We’ve reached episode seven of Season 21 and my goodness there are so many episodes to go. So many. In case you missed last week’s review you can read it here.
“Rednecks and Broomsticks” (first aired November 29, 2009)
Futurama billboard this week is an okay gag about the Springfield Retirement Castle. Chalkboard gag references teachers unions. Politics! Couch gag is related to watching football on Thanksgiving. Straightforward and fine.

A plot revolves around Homer becoming a moonshine tasting expert. We get there via 1) a car accident following the destruction of a “Bonk it” and 2) the Simpson family getting rescued by Cletus, who introduces them to the ways of the hillbilly prior to them returning home. Yes, Bonk It is a Bop It reference. I was going to goof on this for being a dated reference and then point out the irony of somebody who runs a nostalgia-themed website doing that, but then I remembered my cousins’ kids getting a Bop It at Christmas in the fairly recent past. That’s because Bop It was reintroduced in 2008, making this a pretty reasonable reference in 2009. Am I out of touch? No, it is the children who are wrong.

B plot involves a coven of Wiccans that Lisa discovers while wandering the woods near Cletus’s shack. Homer becomes buds with Cletus while the viewer is subjected to every stereotype about rednecks (all of the gun ones don’t even read as satire, to be honest), Lisa gets interested in becoming a Wiccan, a moonshine competition gets broken up when the cops show nearby because Flanders sicced them on the Wiccans after seeing Lisa pretending to transform her cat, the stills get knocked into the river, and a confluence of plots is born.
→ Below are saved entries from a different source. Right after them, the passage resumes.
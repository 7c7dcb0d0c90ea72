//! Time source abstraction.
//!
//! The engine never reads the wall clock directly so tests (and the mock
//! scheduler) can move time forward deterministically.

use crate::types::Timestamp;
use std::sync::atomic::{AtomicU64, Ordering};
use std::time::{SystemTime, UNIX_EPOCH};

/// Source of the current unix time in seconds.
pub trait Clock: Send + Sync {
    fn now(&self) -> Timestamp;
}

/// Wall clock.
#[derive(Debug, Clone, Copy, Default)]
pub struct SystemClock;

impl Clock for SystemClock {
    fn now(&self) -> Timestamp {
        SystemTime::now()
            .duration_since(UNIX_EPOCH)
            .map(|d| d.as_secs())
            .unwrap_or(0)
    }
}

/// Manually driven clock for tests.
#[derive(Debug, Default)]
pub struct MockClock {
    now: AtomicU64,
}

impl MockClock {
    pub fn new(start: Timestamp) -> Self {
        Self {
            now: AtomicU64::new(start),
        }
    }

    pub fn set(&self, t: Timestamp) {
        self.now.store(t, Ordering::SeqCst);
    }

    pub fn advance(&self, secs: u64) {
        self.now.fetch_add(secs, Ordering::SeqCst);
    }
}

impl Clock for MockClock {
    fn now(&self) -> Timestamp {
        self.now.load(Ordering::SeqCst)
    }
}
//! Proposal state derivation.
//!
//! State is recomputed from flags, tallies and time on every read. The check
//! order is fixed: Canceled, Executed, Active, Defeated, Succeeded, and only
//! then the scheduler lookup that separates Queued from Expired.

use super::proposal::{Proposal, ProposalState};
use crate::scheduler::JobDetails;
use crate::types::{Amount, Fingerprint, Timestamp};

/// Outcome of the local part of the derivation.
#[derive(Debug, Clone, Copy, PartialEq, Eq)]
pub enum Derivation {
    Resolved(ProposalState),
    /// Queued; the scheduler decides between Queued and Expired.
    AwaitScheduler(Fingerprint),
}

/// Everything that can be decided without the scheduler.
pub fn derive_local(proposal: &Proposal, now: Timestamp, quorum: Amount) -> Derivation {
    let flags = &proposal.flags;
    if flags.canceled() {
        return Derivation::Resolved(ProposalState::Canceled);
    }
    if flags.executed() {
        return Derivation::Resolved(ProposalState::Executed);
    }
    if now < proposal.deadline {
        return Derivation::Resolved(ProposalState::Active);
    }
    if !vote_succeeded(proposal.tally.yes, proposal.tally.no, proposal.tally.total(), quorum) {
        return Derivation::Resolved(ProposalState::Defeated);
    }
    if !flags.queued() {
        return Derivation::Resolved(ProposalState::Succeeded);
    }
    match proposal.fingerprint {
        Some(fp) => Derivation::AwaitScheduler(fp),
        None => Derivation::Resolved(ProposalState::Queued),
    }
}

/// Quorum law: strictly more yes than no, and participation at least quorum.
pub fn vote_succeeded(yes: Amount, no: Amount, total: Amount, quorum: Amount) -> bool {
    yes > no && total >= quorum
}

/// Queued vs Expired from the scheduler's view of the job.
pub fn resolve_queued(job: &JobDetails, grace_period: u64, now: Timestamp) -> ProposalState {
    if !job.executed && now > job.eta.saturating_add(grace_period) {
        ProposalState::Expired
    } else {
        ProposalState::Queued
    }
}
The Wiccans are put on trial for being Wiccans and the judge, as the only reasonable person in Springfield, rightly dismisses the case, but not before a tossed off remark about blinding people is seen as evidence of witchcraft after half the town goes blind. This means its time for some good old fashioned mob justice. Lisa puts an end to the madness after deducing that the blindness was a result of the moonshine stills polluting the river. Episode over.
This episode was fine. Wow I’m getting tired of this exercise, so let’s just go to the final remarks.
Best Joke: Selma “…the night we made out in the back of the Seafood Hut.” Kent Brockman “We all did crazy things on 9/11.”
Worst Joke: Nothing terribly egregious this week.
Rating (out of 5 D’ohs): 2.5. There’s nothing overly bad about this episode, but nothing really stands out either. It’s a fairly nothing episode, so right in the middle.
Stray bits:
- “Oh why do my actions have consequences?”
- There’s a staging of the Bambi and Thumper playing on the pond scene, right before Homer smashes into Bambi with his car, sending her flying.
That’s it for this week. I’ll be back next Monday, hopefully with more enthusiasm.